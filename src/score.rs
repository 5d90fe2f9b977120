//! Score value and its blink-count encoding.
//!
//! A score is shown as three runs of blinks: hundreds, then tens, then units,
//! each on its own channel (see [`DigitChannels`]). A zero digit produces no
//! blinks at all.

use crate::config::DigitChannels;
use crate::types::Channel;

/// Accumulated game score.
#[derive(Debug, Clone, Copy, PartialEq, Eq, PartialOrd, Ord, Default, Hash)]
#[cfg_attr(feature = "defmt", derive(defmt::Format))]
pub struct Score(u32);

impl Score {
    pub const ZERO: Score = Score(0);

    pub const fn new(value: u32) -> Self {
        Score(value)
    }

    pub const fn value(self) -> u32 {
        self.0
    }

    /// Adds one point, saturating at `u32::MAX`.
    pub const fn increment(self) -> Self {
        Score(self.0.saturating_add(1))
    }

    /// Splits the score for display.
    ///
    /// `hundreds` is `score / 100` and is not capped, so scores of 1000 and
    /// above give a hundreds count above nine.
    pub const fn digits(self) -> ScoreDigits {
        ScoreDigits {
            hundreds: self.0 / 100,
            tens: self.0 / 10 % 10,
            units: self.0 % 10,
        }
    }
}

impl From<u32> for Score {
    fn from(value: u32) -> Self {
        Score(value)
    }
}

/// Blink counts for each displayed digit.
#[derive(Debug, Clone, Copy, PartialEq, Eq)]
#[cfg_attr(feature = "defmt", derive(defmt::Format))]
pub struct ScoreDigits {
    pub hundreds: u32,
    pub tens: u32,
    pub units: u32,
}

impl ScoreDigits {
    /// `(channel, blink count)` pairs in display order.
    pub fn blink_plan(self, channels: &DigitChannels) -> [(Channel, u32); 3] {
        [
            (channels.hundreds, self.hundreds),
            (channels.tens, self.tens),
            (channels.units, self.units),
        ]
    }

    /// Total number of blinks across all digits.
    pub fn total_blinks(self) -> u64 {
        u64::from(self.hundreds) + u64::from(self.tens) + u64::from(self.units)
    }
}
- - -
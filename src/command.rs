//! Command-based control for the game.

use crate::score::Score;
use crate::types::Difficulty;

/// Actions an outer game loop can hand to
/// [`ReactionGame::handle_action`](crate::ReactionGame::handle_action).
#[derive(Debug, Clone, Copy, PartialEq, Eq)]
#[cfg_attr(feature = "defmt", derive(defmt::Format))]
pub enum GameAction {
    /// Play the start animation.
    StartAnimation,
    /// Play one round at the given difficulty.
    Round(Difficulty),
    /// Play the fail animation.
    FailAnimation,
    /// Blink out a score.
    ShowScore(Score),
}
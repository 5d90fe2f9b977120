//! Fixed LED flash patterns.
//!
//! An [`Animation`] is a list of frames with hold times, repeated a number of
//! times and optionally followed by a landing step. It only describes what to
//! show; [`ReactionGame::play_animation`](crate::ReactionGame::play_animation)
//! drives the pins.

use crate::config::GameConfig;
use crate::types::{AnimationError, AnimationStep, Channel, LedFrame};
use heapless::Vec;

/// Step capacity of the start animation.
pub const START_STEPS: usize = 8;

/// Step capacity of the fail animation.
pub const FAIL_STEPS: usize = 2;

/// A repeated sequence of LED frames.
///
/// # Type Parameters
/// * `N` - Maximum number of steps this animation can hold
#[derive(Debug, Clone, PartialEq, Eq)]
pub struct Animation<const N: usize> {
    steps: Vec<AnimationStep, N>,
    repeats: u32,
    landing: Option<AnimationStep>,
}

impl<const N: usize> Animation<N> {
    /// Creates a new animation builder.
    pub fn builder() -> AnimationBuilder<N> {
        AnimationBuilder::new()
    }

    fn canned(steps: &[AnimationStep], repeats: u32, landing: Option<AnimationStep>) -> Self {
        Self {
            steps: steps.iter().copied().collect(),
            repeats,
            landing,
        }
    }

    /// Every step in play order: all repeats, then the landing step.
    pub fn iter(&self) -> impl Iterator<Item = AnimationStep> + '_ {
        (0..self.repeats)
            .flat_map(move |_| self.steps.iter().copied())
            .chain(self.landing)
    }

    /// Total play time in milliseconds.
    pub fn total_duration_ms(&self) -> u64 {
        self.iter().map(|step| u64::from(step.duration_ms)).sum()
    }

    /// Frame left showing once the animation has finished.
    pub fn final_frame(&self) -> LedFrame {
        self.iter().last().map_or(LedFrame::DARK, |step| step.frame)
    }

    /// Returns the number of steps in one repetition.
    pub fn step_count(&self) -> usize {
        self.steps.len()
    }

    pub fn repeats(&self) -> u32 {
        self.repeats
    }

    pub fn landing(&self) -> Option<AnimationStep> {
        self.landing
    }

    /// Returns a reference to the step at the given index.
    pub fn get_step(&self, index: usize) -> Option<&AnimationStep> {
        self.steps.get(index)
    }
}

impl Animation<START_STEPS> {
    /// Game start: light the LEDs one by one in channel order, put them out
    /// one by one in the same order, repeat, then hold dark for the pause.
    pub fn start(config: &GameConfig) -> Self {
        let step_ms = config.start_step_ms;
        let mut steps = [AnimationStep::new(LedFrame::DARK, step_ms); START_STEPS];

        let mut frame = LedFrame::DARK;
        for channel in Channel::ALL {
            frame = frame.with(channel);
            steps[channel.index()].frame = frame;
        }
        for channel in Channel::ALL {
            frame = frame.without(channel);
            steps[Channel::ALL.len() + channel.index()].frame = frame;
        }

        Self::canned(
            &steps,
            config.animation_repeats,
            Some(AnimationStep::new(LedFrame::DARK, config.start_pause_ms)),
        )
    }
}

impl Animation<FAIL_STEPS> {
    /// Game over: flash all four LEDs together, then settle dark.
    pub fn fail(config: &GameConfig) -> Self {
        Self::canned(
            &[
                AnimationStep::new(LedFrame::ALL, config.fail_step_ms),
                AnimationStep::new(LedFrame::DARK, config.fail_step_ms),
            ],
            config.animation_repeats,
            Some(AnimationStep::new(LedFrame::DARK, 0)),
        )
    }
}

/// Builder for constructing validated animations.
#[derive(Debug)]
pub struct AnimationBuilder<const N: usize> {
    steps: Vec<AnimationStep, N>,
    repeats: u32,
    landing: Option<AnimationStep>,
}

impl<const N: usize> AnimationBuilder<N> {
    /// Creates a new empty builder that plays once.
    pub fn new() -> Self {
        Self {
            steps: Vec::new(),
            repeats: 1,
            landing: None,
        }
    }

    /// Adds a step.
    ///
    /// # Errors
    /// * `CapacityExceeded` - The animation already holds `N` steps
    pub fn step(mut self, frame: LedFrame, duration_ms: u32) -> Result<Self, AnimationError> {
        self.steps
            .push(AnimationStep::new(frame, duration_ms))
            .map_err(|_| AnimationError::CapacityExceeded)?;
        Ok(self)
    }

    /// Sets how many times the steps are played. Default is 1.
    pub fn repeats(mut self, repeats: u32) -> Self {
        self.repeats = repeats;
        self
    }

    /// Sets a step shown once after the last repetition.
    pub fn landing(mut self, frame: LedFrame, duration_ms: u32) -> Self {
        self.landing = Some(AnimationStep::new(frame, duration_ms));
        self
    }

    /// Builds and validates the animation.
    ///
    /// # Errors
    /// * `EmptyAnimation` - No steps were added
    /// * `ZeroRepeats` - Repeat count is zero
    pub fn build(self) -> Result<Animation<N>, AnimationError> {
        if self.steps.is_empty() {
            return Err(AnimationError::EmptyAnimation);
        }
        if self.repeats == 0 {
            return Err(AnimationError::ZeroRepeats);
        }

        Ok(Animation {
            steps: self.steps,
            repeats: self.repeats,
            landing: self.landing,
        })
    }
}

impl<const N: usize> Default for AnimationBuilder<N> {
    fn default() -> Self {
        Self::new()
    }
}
- - -
* _Exercise_
Find how many lines of the material carry the string "then". Only the number should be in the answer.

* _Written solution_
4